Между тем счастье поэта оставалось беззаконным. У беззаконности этой были различные аспекты. В плане человеческом он глубоко ощущал свою вину перед первой женой и пронес это чувство вины через десятилетия. В 1921 г., четверть века спустя, он будет говорить юному тогда Моисею Альтману: «Я с Дмитриевской развелся, это было очень сурово и жестоко, но я тогда, видите ли, был ницшеанцем. […] Теперь я это воспринимаю как убийство, ибо жизнь Дмитриевской оказалась совершенно разбитой». Образы мужского предательства, обрекающего женщину на помрачение ума, как Фауст довел Гретхен до сумасшествия и гибели, появляются порой в его позднейших стихах (коих не следует понимать уж чересчур [авто]биографически [24], — но определенной чуткости также и к биографическому своему фону они все-таки требуют):

…Есть, Фауст, казнь: В очах возлюбленной прочесть Не гнев, не суд, не месть, — Но чуждый блеск — безумья весть — И дикую боязнь…

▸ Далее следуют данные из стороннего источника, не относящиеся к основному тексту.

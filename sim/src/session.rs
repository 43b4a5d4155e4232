//! The live session: one input task writing angles, one evaluation loop
//! reading them.
//!
//! The two sides share nothing but the angle slots and the running flag.
//! The evaluation loop never blocks on the writer; it throttles itself with a
//! minimum-interval check and a short sleep, so a stalled writer only makes
//! frames stale.
//!
//! Shutdown is cooperative. Clearing the flag asks both sides to stop; the
//! input thread gets [`SHUTDOWN_TIMEOUT`] to notice. After that it is
//! detached and the session returns anyway.
//!
//! The input side runs on its own OS thread because [`AngleInput::update`]
//! is synchronous and may block (terminal polling, a tracker read). A
//! blocked writer then never occupies a runtime worker or the timer.

use std::sync::Arc;
use std::thread;
use std::time::{Duration, Instant};

use calib_kinematics::sink::Trail;
use calib_kinematics::{
    ChainFrame, KinematicModel, KinematicsError, ParameterSetId, Result, RunningFlag, SharedAngles,
    VisualizationSink,
};
use serde::Serialize;
use tokio::sync::oneshot;
use tracing::{debug, error, info, warn};

use crate::input::AngleInput;

pub const DEFAULT_RATE_HZ: f64 = 60.0;
pub const INPUT_POLL_INTERVAL: Duration = Duration::from_micros(16_667);
pub const SHUTDOWN_TIMEOUT: Duration = Duration::from_secs(2);
const IDLE_SLEEP: Duration = Duration::from_millis(1);

#[derive(Debug, Clone, Copy, PartialEq, Eq, Serialize)]
#[serde(rename_all = "lowercase")]
pub enum ShutdownOutcome {
    /// The input thread observed the flag and exited in time.
    Joined,
    /// The input thread missed the timeout and was detached.
    Forced,
}

#[derive(Debug, Clone, Copy, PartialEq, Eq, Serialize)]
pub struct SessionReport {
    pub frames: u64,
    pub shutdown: ShutdownOutcome,
}

/// Angle slots and shutdown flag shared by the two loops.
#[derive(Debug, Clone)]
pub struct SessionState {
    pub nominal: Arc<SharedAngles>,
    pub real: Arc<SharedAngles>,
    pub running: RunningFlag,
}

impl SessionState {
    pub fn new(joint_count: usize) -> Self {
        Self {
            nominal: Arc::new(SharedAngles::new(joint_count)),
            real: Arc::new(SharedAngles::new(joint_count)),
            running: RunningFlag::new(),
        }
    }
}

/// Minimum time between two frames at `rate_hz`.
///
/// # Errors
///
/// `InvalidArgument` unless `rate_hz` is positive, finite, and slow enough
/// that its period fits in a [`Duration`].
pub fn frame_interval(rate_hz: f64) -> Result<Duration> {
    if !(rate_hz.is_finite() && rate_hz > 0.0) {
        return Err(KinematicsError::InvalidArgument(format!(
            "evaluation rate must be positive, got {rate_hz}"
        )));
    }
    Duration::try_from_secs_f64(1.0 / rate_hz).map_err(|e| {
        KinematicsError::InvalidArgument(format!("evaluation rate {rate_hz} has no usable period: {e}"))
    })
}

pub struct Session {
    model: Arc<KinematicModel>,
    state: SessionState,
    rate_hz: f64,
}

impl Session {
    /// # Errors
    ///
    /// `InvalidArgument` if `rate_hz` is rejected by [`frame_interval`].
    pub fn new(model: Arc<KinematicModel>, rate_hz: f64) -> Result<Self> {
        frame_interval(rate_hz)?;
        let state = SessionState::new(model.joint_count());
        Ok(Self { model, state, rate_hz })
    }

    pub fn state(&self) -> &SessionState {
        &self.state
    }

    pub fn running(&self) -> RunningFlag {
        self.state.running.clone()
    }

    /// Runs until the flag drops, `duration` elapses, or evaluation fails.
    pub async fn run<I, S>(&self, input: I, sink: &mut S, duration: Option<Duration>) -> Result<SessionReport>
    where
        I: AngleInput + 'static,
        S: VisualizationSink + ?Sized,
    {
        let input_thread = spawn_input(input, self.state.clone(), INPUT_POLL_INTERVAL)?;

        let deadline = duration.map(|d| {
            let running = self.state.running.clone();
            tokio::spawn(async move {
                tokio::time::sleep(d).await;
                info!("Session duration of {:.1}s reached", d.as_secs_f64());
                running.stop();
            })
        });

        let result = run_evaluation_loop(&self.model, &self.state, self.rate_hz, sink).await;

        if let Some(deadline) = deadline {
            deadline.abort();
        }
        let shutdown = shutdown(&self.state.running, input_thread, SHUTDOWN_TIMEOUT).await;

        let frames = result?;
        Ok(SessionReport { frames, shutdown })
    }
}
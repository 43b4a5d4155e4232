//! Forward kinematics for serial manipulators under calibration.
//!
//! Each joint uses either the DH or the Hayati convention, and the model
//! carries three geometric hypotheses side by side: nominal, real and
//! estimated.

pub mod errors;
pub use errors::*;

pub mod transforms;
pub mod params;
pub mod joints;
pub mod limits;
pub mod calibration;
pub mod config;
pub mod model;
pub mod shared;
pub mod sink;
pub mod dataset;

pub use calibration::{CalibrationProgress, CalibrationSettings, DatasetPaths};
pub use config::ModelConfig;
pub use joints::JointConvention;
pub use limits::{JointLimits, WorkspaceBounds};
pub use model::{ChainEvaluation, KinematicModel};
pub use params::{FrameOffset, LinkParameters, ParameterSet, ParameterSetId};
pub use shared::{RunningFlag, SharedAngles};
pub use sink::{ChainFrame, Trail, VisualizationSink};
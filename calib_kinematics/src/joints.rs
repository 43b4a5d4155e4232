//! Per-joint transform builders.
//!
//! Two conventions are supported:
//!
//! | Convention | Flag | Third link parameter | Use                        |
//! |------------|------|----------------------|----------------------------|
//! | DH         | 0    | `d` (translation)    | general joints             |
//! | Hayati     | 1    | `beta` (rotation)    | nearly parallel joint axes |
//!
//! With `beta = 0` the Hayati matrix is exactly the DH matrix with `d = 0`.
//!
//! Neither builder validates its input. Parameters come from trusted
//! configuration, and a physically meaningless value (e.g. a huge beta)
//! produces a meaningless but finite transform rather than an error.

use int_enum::IntEnum;
use nalgebra::Matrix4;
use serde::{Deserialize, Serialize};

use crate::params::LinkParameters;
use crate::{KinematicsError, Result};

/// How a joint's link parameters are turned into a transform.
///
/// Resolved once when the model is built and shared by all three parameter
/// sets for that joint index.
#[repr(u8)]
#[derive(Serialize, Deserialize, Debug, Clone, Copy, PartialEq, Eq, IntEnum)]
pub enum JointConvention {
    Dh = 0,
    Hayati = 1,
}

impl JointConvention {
    /// Reads the numeric flag stored as the fifth entry of a link row.
    pub fn from_flag(flag: f64) -> Result<Self> {
        if flag.fract() != 0.0 || !(0.0..=255.0).contains(&flag) {
            return Err(KinematicsError::InvalidArgument(format!(
                "joint convention flag must be 0 (DH) or 1 (Hayati), got {flag}"
            )));
        }
        JointConvention::try_from(flag as u8).map_err(|raw| {
            KinematicsError::InvalidArgument(format!(
                "joint convention flag must be 0 (DH) or 1 (Hayati), got {raw}"
            ))
        })
    }

    pub fn flag(self) -> u8 {
        self.into()
    }

    /// Builds the joint transform for a live joint angle.
    pub fn transform(self, link: &LinkParameters, angle: f64) -> Matrix4<f64> {
        match self {
            JointConvention::Dh => dh_transform(link, angle),
            JointConvention::Hayati => hayati_transform(link, angle),
        }
    }
}

/// Standard DH transform with `theta = theta_offset + angle`.
#[rustfmt::skip]
pub fn dh_transform(link: &LinkParameters, angle: f64) -> Matrix4<f64> {
    let (sa, ca) = link.alpha.sin_cos();
    let (sq, cq) = (link.theta_offset + angle).sin_cos();
    let a = link.a;
    let d = link.d_or_beta;

    Matrix4::new(
        cq, -ca * sq, sa * sq, a * cq,
        sq, ca * cq, -sa * cq, a * sq,
        0.0, sa, ca, d,
        0.0, 0.0, 0.0, 1.0,
    )
}

/// Hayati transform: the `d` translation is replaced by a `beta` rotation.
#[rustfmt::skip]
pub fn hayati_transform(link: &LinkParameters, angle: f64) -> Matrix4<f64> {
    let (sa, ca) = link.alpha.sin_cos();
    let (sb, cb) = link.d_or_beta.sin_cos();
    let (sq, cq) = (link.theta_offset + angle).sin_cos();
    let a = link.a;

    Matrix4::new(
        -sa * sb * sq + cb * cq, -ca * sq, sa * cb * sq + sb * cq, a * cq,
        sa * sb * cq + cb * sq, ca * cq, -sa * cb * cq + sb * sq, a * sq,
        -ca * sb, sa, ca * cb, 0.0,
        0.0, 0.0, 0.0, 1.0,
    )
}

#[cfg(test)]
mod tests {
    use super::*;
    use crate::transforms::{is_rigid, rotate_x, rotate_y, rotate_z, translate};
    use approx::assert_relative_eq;
    use nalgebra::Vector3;
    use std::f64::consts::FRAC_PI_2;

    #[test]
    fn test_flag_round_trip() {
        assert_eq!(JointConvention::from_flag(0.0).unwrap(), JointConvention::Dh);
        assert_eq!(JointConvention::from_flag(1.0).unwrap(), JointConvention::Hayati);
        assert_eq!(JointConvention::Hayati.flag(), 1);
    }

    #[test]
    fn test_flag_rejects_other_values() {
        for bad in [2.0, -1.0, 0.5, f64::NAN] {
            assert!(
                matches!(JointConvention::from_flag(bad), Err(KinematicsError::InvalidArgument(_))),
                "flag {bad} should be rejected"
            );
        }
    }

    #[test]
    fn test_dh_matches_rotation_product() {
        // Standard DH: Rz(theta) * Tz(d) * Tx(a) * Rx(alpha)
        let link = LinkParameters::new(0.4, -0.7, 0.25, 0.1);
        let angle = 0.9;
        let expected = rotate_z(0.1 + angle)
            * translate(&Vector3::new(0.0, 0.0, 0.25))
            * translate(&Vector3::new(0.4, 0.0, 0.0))
            * rotate_x(-0.7);
        assert_relative_eq!(dh_transform(&link, angle), expected, epsilon = 1e-12);
    }

    #[test]
    fn test_hayati_matches_rotation_product() {
        // Hayati: Rz(theta) * Tx(a) * Rx(alpha) * Ry(beta)
        let link = LinkParameters::new(0.3, 0.05, -0.02, -0.4);
        let angle = 1.2;
        let expected = rotate_z(-0.4 + angle)
            * translate(&Vector3::new(0.3, 0.0, 0.0))
            * rotate_x(0.05)
            * rotate_y(-0.02);
        assert_relative_eq!(hayati_transform(&link, angle), expected, epsilon = 1e-12);
    }

    #[test]
    fn test_hayati_with_zero_beta_equals_dh_with_zero_d() {
        for (a, alpha, offset, angle) in [
            (0.0, 0.0, 0.0, 0.0),
            (0.5, FRAC_PI_2, 0.2, -1.1),
            (1.25, -0.3, -0.7, 2.4),
        ] {
            let link = LinkParameters::new(a, alpha, 0.0, offset);
            assert_relative_eq!(
                hayati_transform(&link, angle),
                dh_transform(&link, angle),
                epsilon = 1e-15
            );
        }
    }

    #[test]
    fn test_builders_produce_rigid_transforms() {
        let link = LinkParameters::new(0.7, 1.1, 0.3, 0.2);
        for angle in [-2.0, 0.0, 0.5, 3.0] {
            assert!(is_rigid(&dh_transform(&link, angle), 1e-12));
            assert!(is_rigid(&hayati_transform(&link, angle), 1e-12));
        }
    }

    #[test]
    fn test_theta_offset_adds_to_angle() {
        let with_offset = LinkParameters::new(0.2, 0.4, 0.1, 0.5);
        let without = LinkParameters::new(0.2, 0.4, 0.1, 0.0);
        assert_relative_eq!(
            JointConvention::Dh.transform(&with_offset, 0.25),
            JointConvention::Dh.transform(&without, 0.75),
            epsilon = 1e-15
        );
    }

    #[test]
    fn test_degenerate_parameters_do_not_panic() {
        let link = LinkParameters::new(f64::MAX, 1e308, 1e300, 0.0);
        let _ = dh_transform(&link, 0.0);
        let _ = hayati_transform(&link, 0.0);
    }
}
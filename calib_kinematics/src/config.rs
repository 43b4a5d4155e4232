use serde::{Deserialize, Serialize};
use std::fs;
use std::path::Path;

use crate::params::{FrameOffset, LinkParameters};
use crate::joints::JointConvention;
use crate::{KinematicsError, Result};

/// Configuration snapshot a [`KinematicModel`](crate::KinematicModel) is built from.
///
/// Mirrors the JSON file field for field. Every field is optional at the
/// serde level so that a missing one surfaces as
/// [`KinematicsError::MissingConfiguration`] naming the field, rather than
/// as a generic parse error.
///
/// ```rust,ignore
/// let config = ModelConfig::from_file("ARM95.json")?;
/// let model = KinematicModel::from_config(&config)?;
/// ```
#[derive(Serialize, Deserialize, Debug, Clone, PartialEq, Default)]
#[serde(default)]
pub struct ModelConfig {
    pub optimization_method: Option<String>,
    pub dataset_file: Option<String>,
    pub base_circles_dataset_file: Option<String>,
    pub tool_circles_dataset_file: Option<String>,
    pub results_file: Option<String>,

    /// Rows of `[a, alpha, d_or_beta, theta_offset, convention]`.
    pub nominal_dh: Option<Vec<Vec<f64>>>,
    pub nominal_base_params: Option<Vec<f64>>,
    pub nominal_tool_params: Option<Vec<f64>>,

    pub real_dh: Option<Vec<Vec<f64>>>,
    pub real_base_params: Option<Vec<f64>>,
    pub real_tool_params: Option<Vec<f64>>,

    pub joint_limits_general_h: Option<Vec<f64>>,
    pub joint_limits_general_l: Option<Vec<f64>>,
    pub joint_limits_circle_h: Option<Vec<f64>>,
    pub joint_limits_circle_l: Option<Vec<f64>>,

    /// `[[xmin, xmax], [ymin, ymax], [zmin, zmax]]`
    pub cartesian_limits: Option<Vec<Vec<f64>>>,
    pub max_z_angle: Option<f64>,

    pub general_samples_number: Option<usize>,
    pub circle_samples_number: Option<usize>,

    pub zero_tracker_position: Option<Vec<f64>>,
}

impl ModelConfig {
    pub fn from_json_str(json: &str) -> Result<Self> {
        Ok(serde_json::from_str(json)?)
    }

    pub fn from_file<P: AsRef<Path>>(path: P) -> Result<Self> {
        let path = path.as_ref();
        let text = fs::read_to_string(path).map_err(|source| KinematicsError::ConfigRead {
            path: path.display().to_string(),
            source,
        })?;
        let config = Self::from_json_str(&text)?;
        tracing::debug!("Loaded configuration from {}", path.display());
        Ok(config)
    }

    pub fn to_json_pretty(&self) -> Result<String> {
        Ok(serde_json::to_string_pretty(self)?)
    }

    /// Checks that every required field is present.
    ///
    /// Reports the first missing field in file order.
    pub fn validate(&self) -> Result<()> {
        required(&self.optimization_method, "optimization_method")?;
        required(&self.dataset_file, "dataset_file")?;
        required(&self.base_circles_dataset_file, "base_circles_dataset_file")?;
        required(&self.tool_circles_dataset_file, "tool_circles_dataset_file")?;
        required(&self.results_file, "results_file")?;
        required(&self.nominal_dh, "nominal_dh")?;
        required(&self.nominal_base_params, "nominal_base_params")?;
        required(&self.nominal_tool_params, "nominal_tool_params")?;
        required(&self.real_dh, "real_dh")?;
        required(&self.real_base_params, "real_base_params")?;
        required(&self.real_tool_params, "real_tool_params")?;
        required(&self.joint_limits_general_h, "joint_limits_general_h")?;
        required(&self.joint_limits_general_l, "joint_limits_general_l")?;
        required(&self.joint_limits_circle_h, "joint_limits_circle_h")?;
        required(&self.joint_limits_circle_l, "joint_limits_circle_l")?;
        required(&self.cartesian_limits, "cartesian_limits")?;
        required(&self.max_z_angle, "max_z_angle")?;
        required(&self.general_samples_number, "general_samples_number")?;
        required(&self.circle_samples_number, "circle_samples_number")?;
        required(&self.zero_tracker_position, "zero_tracker_position")?;
        Ok(())
    }
}

pub(crate) fn required<'a, T>(value: &'a Option<T>, field: &str) -> Result<&'a T> {
    value.as_ref().ok_or_else(|| KinematicsError::missing(field))
}

/// Splits one `[a, alpha, d_or_beta, theta_offset, convention]` row into the
/// link geometry and its raw convention flag.
pub(crate) fn parse_link_row(row: &[f64], field: &str, index: usize) -> Result<(LinkParameters, f64)> {
    match *row {
        [a, alpha, d_or_beta, theta_offset, flag] => {
            Ok((LinkParameters::new(a, alpha, d_or_beta, theta_offset), flag))
        }
        _ => Err(KinematicsError::dimension(format!("{field}[{index}]"), 5, row.len())),
    }
}

pub(crate) fn parse_convention(flag: f64, field: &str, index: usize) -> Result<JointConvention> {
    JointConvention::from_flag(flag)
        .map_err(|e| KinematicsError::InvalidArgument(format!("{field}[{index}]: {e}")))
}

pub(crate) fn parse_frame(values: &[f64], field: &str) -> Result<FrameOffset> {
    FrameOffset::from_slice(values)
        .map_err(|_| KinematicsError::dimension(field, 6, values.len()))
}

#[cfg(test)]
mod tests {
    use super::*;

    #[test]
    fn test_empty_object_reports_first_missing_field() {
        let config = ModelConfig::from_json_str("{}").unwrap();
        match config.validate() {
            Err(KinematicsError::MissingConfiguration(field)) => {
                assert_eq!(field, "optimization_method")
            }
            other => panic!("expected MissingConfiguration, got {:?}", other),
        }
    }

    #[test]
    fn test_unknown_fields_are_ignored() {
        let config = ModelConfig::from_json_str(r#"{"max_z_angle": 0.5, "comment": "x"}"#).unwrap();
        assert_eq!(config.max_z_angle, Some(0.5));
    }

    #[test]
    fn test_malformed_json_is_a_parse_error() {
        let err = ModelConfig::from_json_str("{ not json").unwrap_err();
        assert!(matches!(err, KinematicsError::ConfigParse(_)));
    }

    #[test]
    fn test_missing_file_is_a_read_error() {
        let err = ModelConfig::from_file("/nonexistent/ARM95.json").unwrap_err();
        match err {
            KinematicsError::ConfigRead { path, .. } => assert!(path.ends_with("ARM95.json")),
            other => panic!("expected ConfigRead, got {:?}", other),
        }
    }

    #[test]
    fn test_link_row_parsing() {
        let (link, flag) = parse_link_row(&[0.1, 0.2, 0.3, 0.4, 1.0], "nominal_dh", 0).unwrap();
        assert_eq!(link, LinkParameters::new(0.1, 0.2, 0.3, 0.4));
        assert_eq!(parse_convention(flag, "nominal_dh", 0).unwrap(), JointConvention::Hayati);

        let err = parse_link_row(&[0.1, 0.2, 0.3, 0.4], "nominal_dh", 2).unwrap_err();
        assert!(err.to_string().contains("nominal_dh[2]"));

        let err = parse_convention(3.0, "nominal_dh", 1).unwrap_err();
        assert!(matches!(err, KinematicsError::InvalidArgument(_)));
        assert!(err.to_string().contains("nominal_dh[1]"));
    }
}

В плане же социальном предстояло бракоразводное дело в стиле прошлого столетия, и даже не одно, а два. Если Дарья Михайловна, верная этическим принципам русской интеллигенции, согласилась на развод незамедлительно, Лидия Дмитриевна была разведена со своим первым мужем К. С. Шварсалоном, требовавшим передачи детей ему, лишь в 1899 г. Это означало, что у четы, оказавшейся за чертою общественных норм, была еще одна, дополнительная, причина медлить за границей, постоянно меняя место жительства — Франция, Италия, Англия, Швейцария…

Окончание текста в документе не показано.